** Opening Data for review block **

// src/common/id_generator.rs
//! Crockford Base32 ID generator
//!
//! Surrogate ids are assigned at construction time, before the entity ever
//! reaches a storage collaborator. Format: PREFIX_XXXXXX (e.g., U_K7NP3X for
//! users). The alphabet excludes I, L, O, U so ids stay easy to read and
//! communicate verbally.

use rand::Rng;

/// Crockford Base32 alphabet (excludes I, L, O, U to avoid confusion)
const CROCKFORD_ALPHABET: &[u8; 32] = b"0123456789ABCDEFGHJKMNPQRSTVWXYZ";

/// Entity type prefixes for ID generation
#[derive(Debug, Clone, Copy)]
pub enum EntityPrefix {
    /// User account (U_)
    User,
    /// Category (C_)
    Category,
    /// Auction product (P_)
    Product,
    /// Rating (R_)
    Rating,
    /// Bonus package (B_)
    Bonus,
}

impl EntityPrefix {
    pub fn as_str(&self) -> &'static str {
        match self {
            EntityPrefix::User => "U",
            EntityPrefix::Category => "C",
            EntityPrefix::Product => "P",
            EntityPrefix::Rating => "R",
            EntityPrefix::Bonus => "B",
        }
    }
}

fn generate_crockford_string(length: usize) -> String {
    let mut rng = rand::thread_rng();
    (0..length)
        .map(|_| {
            let idx = rng.gen_range(0..32);
            CROCKFORD_ALPHABET[idx] as char
        })
        .collect()
}

/// Generate a prefixed ID, e.g. `generate_id(EntityPrefix::Rating)` →
/// "R_8MWQT2".
pub fn generate_id(prefix: EntityPrefix) -> String {
    format!("{}_{}", prefix.as_str(), generate_crockford_string(6))
}

pub fn generate_user_id() -> String {
    generate_id(EntityPrefix::User)
}

pub fn generate_category_id() -> String {
    generate_id(EntityPrefix::Category)
}

pub fn generate_product_id() -> String {
    generate_id(EntityPrefix::Product)
}

pub fn generate_rating_id() -> String {
    generate_id(EntityPrefix::Rating)
}

pub fn generate_bonus_id() -> String {
    generate_id(EntityPrefix::Bonus)
}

** Closing Data for review block **

Using the entries above, copy out all lines that contain the string "excludes".

//! users). The alphabet excludes I, L, O, U so ids stay easy to read and
/// Crockford Base32 alphabet (excludes I, L, O, U to avoid confusion)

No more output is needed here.